The second post dealt with the importance of encouraging words. Read that here.
In this third post, I’ll talk about understanding how general attitudes of encouragement benefit the entire Christian community.
Romans 15: 1-6 (MEV)
We who are strong ought to bear the weaknesses of the weak and not please ourselves. 2 Let each of us please his neighbor for his good, leading to edification. 3 For even Christ did not please Himself. But as it is written, “The insults of those who insulted You fell on Me.”[a] 4 For whatever was previously written was written for our instruction, so that through perseverance and encouragement of the Scriptures we might have hope. 5 Now may the God of perseverance and encouragement grant you to live in harmony with one another in accordance with Christ Jesus, 6 so that together you may with one voice glorify the God and Father of our Lord Jesus Christ.
I recently posted a blog about humility and how it can help a marriage. The edification, or “building up” can help a marriage as well.
But it goes far beyond marriage and enters into our relationships with one another. Remember, marriage is a picture of the relationship between Christ and the Church.
Ephesians 4:11-16 (MEV)
11 He gave some to be apostles, prophets, evangelists, pastors, and teachers, 12 for the equipping of the saints, for the work of service*, and for the building up of the body of Christ, 13 until we all come into the unity of the faith and of the knowledge of the Son of God, into a complete man, to the measure of the stature of the fullness of Christ, 14 so we may no longer be children, tossed here and there by waves and carried about with every wind of doctrine by the trickery of men, by craftiness with deceitful scheming. 15 But, speaking the truth in love, we may grow up in all things into Him, who is the head, Christ Himself, 16 from whom the whole body is joined together and connected by every joint and ligament, as every part effectively does its work and grows, building itself up in love.
*Other translations read, “the equipping of the saints for the work of ministry.” If you are a believer, you are a minister and a servant of Jesus!
Barnabas, Paul, and Mark
The Bible tells of a man named Barnabas. His name means “Son of Encouragement”. Christianity could be very different were it not for him.

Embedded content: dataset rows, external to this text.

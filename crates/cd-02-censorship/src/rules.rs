//! Disclosure rules and their privilege tiers

use serde::{Deserialize, Serialize};

/// Stand-in for "no limit". Kept within the signed 64-bit range so that it
/// survives JSON consumers that parse integers as `i64`.
pub const UNBOUNDED: u64 = i64::MAX as u64;

/// How much aggregate information a caller may receive.
#[derive(Debug, Clone, Copy, PartialEq, Eq, Serialize, Deserialize)]
pub struct DisclosureRules {
    /// Maximum number of filters in one public query.
    pub max_query_parameters: u64,
    /// Counts at or below this value are reported as 0.
    pub count_threshold: u64,
}

impl DisclosureRules {
    /// No counts can be seen and no parameters may be used.
    pub const NO_PERMISSIONS: Self = Self {
        max_query_parameters: 0,
        count_threshold: UNBOUNDED,
    };

    /// Nothing is censored and queries are unrestricted.
    pub const FULL_PERMISSIONS: Self = Self {
        max_query_parameters: UNBOUNDED,
        count_threshold: 0,
    };

    pub fn new(max_query_parameters: u64, count_threshold: u64) -> Self {
        Self {
            max_query_parameters,
            count_threshold,
        }
    }

    /// Whether `self` is at least as permissive as `other` on both axes.
    pub fn at_least_as_permissive_as(&self, other: &Self) -> bool {
        self.count_threshold <= other.count_threshold
            && self.max_query_parameters >= other.max_query_parameters
    }
}

/// Privilege tier a set of permissions resolves to.
#[derive(Debug, Clone, Copy, PartialEq, Eq, PartialOrd, Ord, Hash, Serialize, Deserialize)]
#[serde(rename_all = "snake_case")]
pub enum DisclosureTier {
    /// Some implicated data type lacks counts permission.
    NoPermissions,
    /// Counts everywhere, full data somewhere short of everywhere.
    ConfiguredPartial,
    /// Full data on every implicated data type.
    FullPermissions,
}

impl DisclosureTier {
    /// Concrete rules for this tier given the configured partial rules.
    pub fn rules(&self, configured: DisclosureRules) -> DisclosureRules {
        match self {
            Self::NoPermissions => DisclosureRules::NO_PERMISSIONS,
            Self::ConfiguredPartial => configured,
            Self::FullPermissions => DisclosureRules::FULL_PERMISSIONS,
        }
    }
}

Saul (Paul after his conversion) was not a nice man! He persecuted Christians full-time. He got letters of authority permitting him to arrest and imprison them. When Stephen (the first Christian martyr) was being stoned to death, Saul didn’t even try to stop the mob. In fact, he offered to hold their garments so they could throw the stones more easily. Word quickly got around that he was not someone Christians wanted around.

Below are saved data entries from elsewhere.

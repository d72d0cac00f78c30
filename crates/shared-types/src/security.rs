//! # Callers, Resources and Permissions
//!
//! Shapes exchanged with the authorization collaborator and carried through a
//! discovery request.
//!
//! ## Security Properties
//!
//! - **Fail-closed default**: `DataTypePermission::default()` grants nothing.
//! - **Data implies counts**: every constructor enforces `data ⇒ counts`.
//! - **No credential leakage**: `Caller`'s `Debug` output redacts the token.

use serde::ser::SerializeMap;
use serde::{Deserialize, Serialize, Serializer};
use std::fmt;
use std::str::FromStr;

use crate::entities::DataType;
use crate::errors::EntityParseError;

// =============================================================================
// CALLER
// =============================================================================

/// Project/dataset narrowing requested by a caller.
///
/// An empty scope asks about the whole node.
#[derive(Debug, Clone, Default, PartialEq, Eq, Hash, Serialize, Deserialize)]
pub struct DiscoveryScope {
    pub project: Option<String>,
    pub dataset: Option<String>,
}

impl DiscoveryScope {
    /// Node-wide scope.
    pub fn node() -> Self {
        Self::default()
    }

    pub fn project(project: impl Into<String>) -> Self {
        Self {
            project: Some(project.into()),
            dataset: None,
        }
    }

    pub fn dataset(project: impl Into<String>, dataset: impl Into<String>) -> Self {
        Self {
            project: Some(project.into()),
            dataset: Some(dataset.into()),
        }
    }

    /// A dataset without a project cannot be expressed as a resource, so the
    /// dataset is only honoured when a project is present.
    pub fn is_dataset_level(&self) -> bool {
        self.project.is_some() && self.dataset.is_some()
    }
}

/// Identity of the party asking for discovery data.
///
/// Authentication happens upstream; this is only what the authorization
/// collaborator needs to make a decision.
#[derive(Clone, Default)]
pub struct Caller {
    /// Subject identifier, `None` for anonymous callers.
    pub principal: Option<String>,
    /// Bearer token forwarded to the authorization service.
    pub bearer_token: Option<String>,
    /// Resource scope the caller is asking about.
    pub scope: DiscoveryScope,
}

impl Caller {
    pub fn anonymous() -> Self {
        Self::default()
    }

    pub fn with_principal(principal: impl Into<String>) -> Self {
        Self {
            principal: Some(principal.into()),
            ..Self::default()
        }
    }

    pub fn with_token(mut self, token: impl Into<String>) -> Self {
        self.bearer_token = Some(token.into());
        self
    }

    pub fn in_scope(mut self, scope: DiscoveryScope) -> Self {
        self.scope = scope;
        self
    }
}

impl fmt::Debug for Caller {
    fn fmt(&self, f: &mut fmt::Formatter<'_>) -> fmt::Result {
        f.debug_struct("Caller")
            .field("principal", &self.principal)
            .field("bearer_token", &self.bearer_token.as_ref().map(|_| "<redacted>"))
            .field("scope", &self.scope)
            .finish()
    }
}

// =============================================================================
// RESOURCES
// =============================================================================

/// A hierarchical resource descriptor, broadest first.
///
/// Serializes to the authorization service's object form, e.g.
/// `{"everything": true}` or `{"project": "p1", "data_type": "experiment"}`.
#[derive(Debug, Clone, PartialEq, Eq, Hash)]
pub enum ResourceScope {
    /// The whole node.
    Everything,
    Project {
        project: String,
    },
    Dataset {
        project: String,
        dataset: String,
    },
    /// A single data type inside a project (and optionally a dataset).
    DataType {
        project: String,
        dataset: Option<String>,
        data_type: DataType,
    },
}

impl ResourceScope {
    /// Whether a grant on `self` also covers `other`.
    pub fn contains(&self, other: &ResourceScope) -> bool {
        match (self, other) {
            (Self::Everything, _) => true,
            (_, Self::Everything) => false,
            (Self::Project { project: p }, other) => other.project() == Some(p.as_str()),
            (Self::Dataset { .. }, Self::Project { .. }) => false,
            (Self::Dataset { project: p, dataset: d }, other) => {
                other.project() == Some(p.as_str()) && other.dataset() == Some(d.as_str())
            }
            (Self::DataType { .. }, Self::Project { .. } | Self::Dataset { .. }) => false,
            (
                Self::DataType {
                    project: p,
                    dataset: d,
                    data_type: t,
                },
                Self::DataType {
                    project: op,
                    dataset: od,
                    data_type: ot,
                },
            ) => p == op && t == ot && (d.is_none() || d == od),
        }
    }

    fn project(&self) -> Option<&str> {
        match self {
            Self::Everything => None,
            Self::Project { project } | Self::Dataset { project, .. } | Self::DataType { project, .. } => {
                Some(project.as_str())
            }
        }
    }

    fn dataset(&self) -> Option<&str> {
        match self {
            Self::Dataset { dataset, .. } => Some(dataset.as_str()),
            Self::DataType { dataset, .. } => dataset.as_deref(),
            _ => None,
        }
    }
}

impl Serialize for ResourceScope {
    fn serialize<S: Serializer>(&self, serializer: S) -> Result<S::Ok, S::Error> {
        match self {
            Self::Everything => {
                let mut map = serializer.serialize_map(Some(1))?;
                map.serialize_entry("everything", &true)?;
                map.end()
            }
            Self::Project { project } => {
                let mut map = serializer.serialize_map(Some(1))?;
                map.serialize_entry("project", project)?;
                map.end()
            }
            Self::Dataset { project, dataset } => {
                let mut map = serializer.serialize_map(Some(2))?;
                map.serialize_entry("project", project)?;
                map.serialize_entry("dataset", dataset)?;
                map.end()
            }
            Self::DataType {
                project,
                dataset,
                data_type,
            } => {
                let mut map = serializer.serialize_map(None)?;
                map.serialize_entry("project", project)?;
                if let Some(dataset) = dataset {
                    map.serialize_entry("dataset", dataset)?;
                }
                map.serialize_entry("data_type", data_type)?;
                map.end()
            }
        }
    }
}

// =============================================================================
// PERMISSIONS
// =============================================================================

/// Permissions consulted by discovery.
///
/// There is no node-level counts permission: counts are granted at project
/// or dataset level, while `query:data` applies at every level.
#[derive(Debug, Clone, Copy, PartialEq, Eq, PartialOrd, Ord, Hash, Serialize, Deserialize)]
pub enum Permission {
    #[serde(rename = "query:data")]
    QueryData,
    #[serde(rename = "query:project_level_counts")]
    QueryProjectLevelCounts,
    #[serde(rename = "query:dataset_level_counts")]
    QueryDatasetLevelCounts,
}

impl Permission {
    pub fn as_str(&self) -> &'static str {
        match self {
            Self::QueryData => "query:data",
            Self::QueryProjectLevelCounts => "query:project_level_counts",
            Self::QueryDatasetLevelCounts => "query:dataset_level_counts",
        }
    }

    /// Counts permission appropriate for the requested scope level.
    pub fn counts_for(scope: &DiscoveryScope) -> Self {
        if scope.is_dataset_level() {
            Self::QueryDatasetLevelCounts
        } else {
            Self::QueryProjectLevelCounts
        }
    }
}

impl fmt::Display for Permission {
    fn fmt(&self, f: &mut fmt::Formatter<'_>) -> fmt::Result {
        f.write_str(self.as_str())
    }
}

impl FromStr for Permission {
    type Err = EntityParseError;

    fn from_str(s: &str) -> Result<Self, Self::Err> {
        match s {
            "query:data" => Ok(Self::QueryData),
            "query:project_level_counts" => Ok(Self::QueryProjectLevelCounts),
            "query:dataset_level_counts" => Ok(Self::QueryDatasetLevelCounts),
            other => Err(EntityParseError::UnknownPermission(other.to_string())),
        }
    }
}

/// Visibility a caller has on one data type for one request.
///
/// Invariant: `data ⇒ counts`. Deserialization rejects payloads that break it.
#[derive(Debug, Clone, Copy, Default, PartialEq, Eq, Serialize, Deserialize)]
#[serde(try_from = "PermissionFlags")]
pub struct DataTypePermission {
    counts: bool,
    data: bool,
}

/// Unchecked wire shape of [`DataTypePermission`].
#[derive(Deserialize)]
struct PermissionFlags {
    counts: bool,
    data: bool,
}

impl TryFrom<PermissionFlags> for DataTypePermission {
    type Error = EntityParseError;

    fn try_from(flags: PermissionFlags) -> Result<Self, Self::Error> {
        if flags.data && !flags.counts {
            return Err(EntityParseError::DataWithoutCounts);
        }
        Ok(Self::new(flags.counts, flags.data))
    }
}

impl DataTypePermission {
    /// No visibility at all.
    pub const NONE: Self = Self {
        counts: false,
        data: false,
    };

    /// Aggregate counts only.
    pub const COUNTS: Self = Self {
        counts: true,
        data: false,
    };

    /// Full record visibility (and therefore counts).
    pub const FULL: Self = Self {
        counts: true,
        data: true,
    };

    pub fn new(counts: bool, data: bool) -> Self {
        Self {
            counts: counts || data,
            data,
        }
    }

    pub fn counts(&self) -> bool {
        self.counts
    }

    pub fn data(&self) -> bool {
        self.data
    }

    /// Small counts must be censored unless the caller can see full data.
    pub fn low_counts_censored(&self) -> bool {
        !self.data
    }
}

#[cfg(test)]
mod tests {
    use super::*;

    #[test]
    fn test_data_implies_counts() {
        let permission = DataTypePermission::new(false, true);
        assert!(permission.counts());
        assert!(permission.data());
        assert_eq!(permission, DataTypePermission::FULL);
    }

    #[test]
    fn test_deserialization_enforces_data_implies_counts() {
        let full: DataTypePermission = serde_json::from_value(serde_json::json!({"counts": true, "data": true})).unwrap();
        assert_eq!(full, DataTypePermission::FULL);

        let counts: DataTypePermission =
            serde_json::from_value(serde_json::json!({"counts": true, "data": false})).unwrap();
        assert_eq!(counts, DataTypePermission::COUNTS);

        let inconsistent = serde_json::from_value::<DataTypePermission>(serde_json::json!({"counts": false, "data": true}));
        assert!(inconsistent.is_err());
    }

    #[test]
    fn test_default_permission_is_closed() {
        let permission = DataTypePermission::default();
        assert!(!permission.counts());
        assert!(!permission.data());
        assert!(permission.low_counts_censored());
    }

    #[test]
    fn test_resource_serialization_matches_authz_wire_format() {
        let everything = serde_json::to_value(ResourceScope::Everything).unwrap();
        assert_eq!(everything, serde_json::json!({"everything": true}));

        let item = serde_json::to_value(ResourceScope::DataType {
            project: "p1".into(),
            dataset: None,
            data_type: DataType::Experiment,
        })
        .unwrap();
        assert_eq!(item, serde_json::json!({"project": "p1", "data_type": "experiment"}));
    }

    #[test]
    fn test_resource_containment() {
        let project = ResourceScope::Project {
            project: "p1".into(),
        };
        let dataset = ResourceScope::Dataset {
            project: "p1".into(),
            dataset: "d1".into(),
        };
        let item = ResourceScope::DataType {
            project: "p1".into(),
            dataset: Some("d1".into()),
            data_type: DataType::Phenopacket,
        };
        let other_project = ResourceScope::Project {
            project: "p2".into(),
        };

        assert!(ResourceScope::Everything.contains(&item));
        assert!(project.contains(&dataset));
        assert!(project.contains(&item));
        assert!(dataset.contains(&item));
        assert!(!dataset.contains(&project));
        assert!(!item.contains(&dataset));
        assert!(!other_project.contains(&item));
        assert!(!project.contains(&ResourceScope::Everything));
    }

    #[test]
    fn test_counts_permission_level_follows_scope() {
        assert_eq!(
            Permission::counts_for(&DiscoveryScope::node()),
            Permission::QueryProjectLevelCounts
        );
        assert_eq!(
            Permission::counts_for(&DiscoveryScope::dataset("p", "d")),
            Permission::QueryDatasetLevelCounts
        );
    }

    #[test]
    fn test_caller_debug_redacts_token() {
        let caller = Caller::with_principal("alice").with_token("secret-token");
        let rendered = format!("{:?}", caller);
        assert!(!rendered.contains("secret-token"));
        assert!(rendered.contains("<redacted>"));
    }
}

Then, while on the road to Damascus, he met the living Christ! Saul became Paul and his life was changed. He was excited about his encounter and wanted to tell everyone about his newfound faith. But who would listen to him? His reputation preceded him.
He thought he could go to the apostles, and get their endorsement, and then the people would listen. But the apostles wouldn’t receive him.

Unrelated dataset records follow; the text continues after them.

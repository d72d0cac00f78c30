//! # Cohort Telemetry
//!
//! Logging setup shared by the discovery binaries.
//!
//! ## Usage
//!
//! ```rust,ignore
//! use cohort_telemetry::{init_telemetry, TelemetryConfig};
//!
//! fn main() -> anyhow::Result<()> {
//!     let _guard = init_telemetry(TelemetryConfig::for_service("cd-admin"))?;
//!     // Every `tracing` event is now filtered and formatted.
//!     Ok(())
//! }
//! ```
//!
//! ## Environment Variables
//!
//! | Variable | Default | Description |
//! |----------|---------|-------------|
//! | `OTEL_SERVICE_NAME` | `cohort-discovery` | Service name in logs |
//! | `CD_LOG_LEVEL` / `RUST_LOG` | `info` | Log filter directive |
//! | `CD_CONSOLE_OUTPUT` | `true` | Write logs to stderr |
//! | `CD_JSON_LOGS` | `false` (`true` in containers) | JSON lines instead of text |

mod config;
mod logging;

pub use config::TelemetryConfig;
pub use logging::init_logging;

use thiserror::Error;

/// Telemetry initialization errors
#[derive(Error, Debug)]
pub enum TelemetryError {
    #[error("Failed to install tracing subscriber: {0}")]
    SubscriberInit(String),

    #[error("Invalid configuration: {0}")]
    Config(String),
}

/// Install logging for the process.
///
/// Returns a guard to hold for the lifetime of the application.
pub fn init_telemetry(config: TelemetryConfig) -> Result<TelemetryGuard, TelemetryError> {
    init_logging(&config)?;
    Ok(TelemetryGuard {
        service_name: config.service_name,
    })
}

/// Guard that keeps telemetry active. Logs shutdown on drop.
pub struct TelemetryGuard {
    service_name: String,
}

impl Drop for TelemetryGuard {
    fn drop(&mut self) {
        tracing::info!(service = %self.service_name, "Shutting down telemetry");
    }
}

/// Convenience macro for creating a span with subsystem context.
///
/// ```rust,ignore
/// let result = request
///     .instrument(cohort_telemetry::subsystem_span!("discovery_request", subsystem = "cd-06-discovery"))
///     .await;
/// ```
#[macro_export]
macro_rules! subsystem_span {
    ($name:expr, $($field:tt)*) => {
        tracing::info_span!($name, $($field)*)
    };
}
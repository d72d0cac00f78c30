//! # Shared Types Crate
//!
//! This crate contains the entities that cross subsystem boundaries in the
//! discovery workspace.
//!
//! ## Design Principles
//!
//! - **Single Source of Truth**: Data types, collections, callers and
//!   permission shapes are defined once, here.
//! - **Per-request values**: `DataTypePermission` and `Caller` are built fresh
//!   for every request and never persisted.
//! - **Censored output only**: `Bin` is the only aggregate shape that leaves
//!   the subsystem, and it is always produced after censorship.

pub mod entities;
pub mod errors;
pub mod security;

pub use entities::*;
pub use errors::*;
pub use security::*;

Then, the man named Barnabas heard Paul’s story and believed it. Then Barnabas took Paul before the apostles, and they listened to him and believed his story.
Paul went on to become one of the greatest preachers the world had seen. He planted churches and went on mission trips. On his first mission trip, Barnabas and his relative Mark accompanied him.
Because of the difficulties they faced, Mark left the journey early. Paul resented him for it. When it came time to plan for the second missionary trip, Barnabas again wanted Mark to go. Paul would not allow it. It caused contention between the two and Paul and Barnabas ended up splitting. That’s when Silas came into the picture.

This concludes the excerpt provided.